Required work -
Please output each entry exactly as it appears.

Input records -
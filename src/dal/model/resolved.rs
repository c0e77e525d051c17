use indexmap::IndexMap;
use serde::de::DeserializeOwned;
use serde::Serialize;
use serde_json::Value;

use crate::error::Result;

/// The result of a `secret` call, mirroring the request shape.
///
/// Untransformed strings come back as [`Value::String`] and key-value secrets
/// as [`Value::Object`]; transforms may produce any JSON value.
#[derive(Clone, Debug, PartialEq, Serialize)]
#[serde(untagged)]
pub enum Resolved {
    Value(Value),
    Keyed(IndexMap<String, Value>),
    Composite(Vec<Resolved>),
}

impl Resolved {
    pub fn as_value(&self) -> Option<&Value> {
        match self {
            Self::Value(value) => Some(value),
            _ => None,
        }
    }

    pub fn as_str(&self) -> Option<&str> {
        self.as_value()?.as_str()
    }

    pub fn as_keyed(&self) -> Option<&IndexMap<String, Value>> {
        match self {
            Self::Keyed(entries) => Some(entries),
            _ => None,
        }
    }

    pub fn as_composite(&self) -> Option<&[Resolved]> {
        match self {
            Self::Composite(members) => Some(members),
            _ => None,
        }
    }

    /// Renders the whole shape as JSON: keyed results become objects and
    /// composite results arrays.
    pub fn into_value(self) -> Value {
        match self {
            Self::Value(value) => value,
            Self::Keyed(entries) => Value::Object(entries.into_iter().collect()),
            Self::Composite(members) => {
                Value::Array(members.into_iter().map(Self::into_value).collect())
            }
        }
    }

    /// Deserialises the JSON rendering into `T`.
    pub fn deserialize<T: DeserializeOwned>(self) -> Result<T> {
        Ok(serde_json::from_value(self.into_value())?)
    }
}

impl From<Resolved> for Value {
    fn from(resolved: Resolved) -> Self {
        resolved.into_value()
    }
}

Solution to the problem -
filename src/dal/model/resolved.rs
repository c0e77e525d051c17
use indexmap::IndexMap;
use serde::de::DeserializeOwned;
use serde::Serialize;
use serde_json::Value;

use crate::error::Result;

/// The result of a `secret` call, mirroring the request shape.
///
/// Untransformed strings come back as [`Value::String`] and key-value secrets
/// as [`Value::Object`]; transforms may produce any JSON value.
#[derive(Clone, Debug, PartialEq, Serialize)]
#[serde(untagged)]
pub enum Resolved {
    Value(Value),
    Keyed(IndexMap<String, Value>),
    Composite(Vec<Resolved>),
}

impl Resolved {
    pub fn as_value(&self) -> Option<&Value> {
        match self {
            Self::Value(value) => Some(value),
            _ => None,
        }
    }

    pub fn as_str(&self) -> Option<&str> {
        self.as_value()?.as_str()
    }

    pub fn as_keyed(&self) -> Option<&IndexMap<String, Value>> {
        match self {
            Self::Keyed(entries) => Some(entries),
            _ => None,
        }
    }

    pub fn as_composite(&self) -> Option<&[Resolved]> {
        match self {
            Self::Composite(members) => Some(members),
            _ => None,
        }
    }

    /// Renders the whole shape as JSON: keyed results become objects and
    /// composite results arrays.
    pub fn into_value(self) -> Value {
        match self {
            Self::Value(value) => value,
            Self::Keyed(entries) => Value::Object(entries.into_iter().collect()),
            Self::Composite(members) => {
                Value::Array(members.into_iter().map(Self::into_value).collect())
            }
        }
    }

    /// Deserialises the JSON rendering into `T`.
    pub fn deserialize<T: DeserializeOwned>(self) -> Result<T> {
        Ok(serde_json::from_value(self.into_value())?)
    }
}

impl From<Resolved> for Value {
    fn from(resolved: Resolved) -> Self {
        resolved.into_value()
    }
}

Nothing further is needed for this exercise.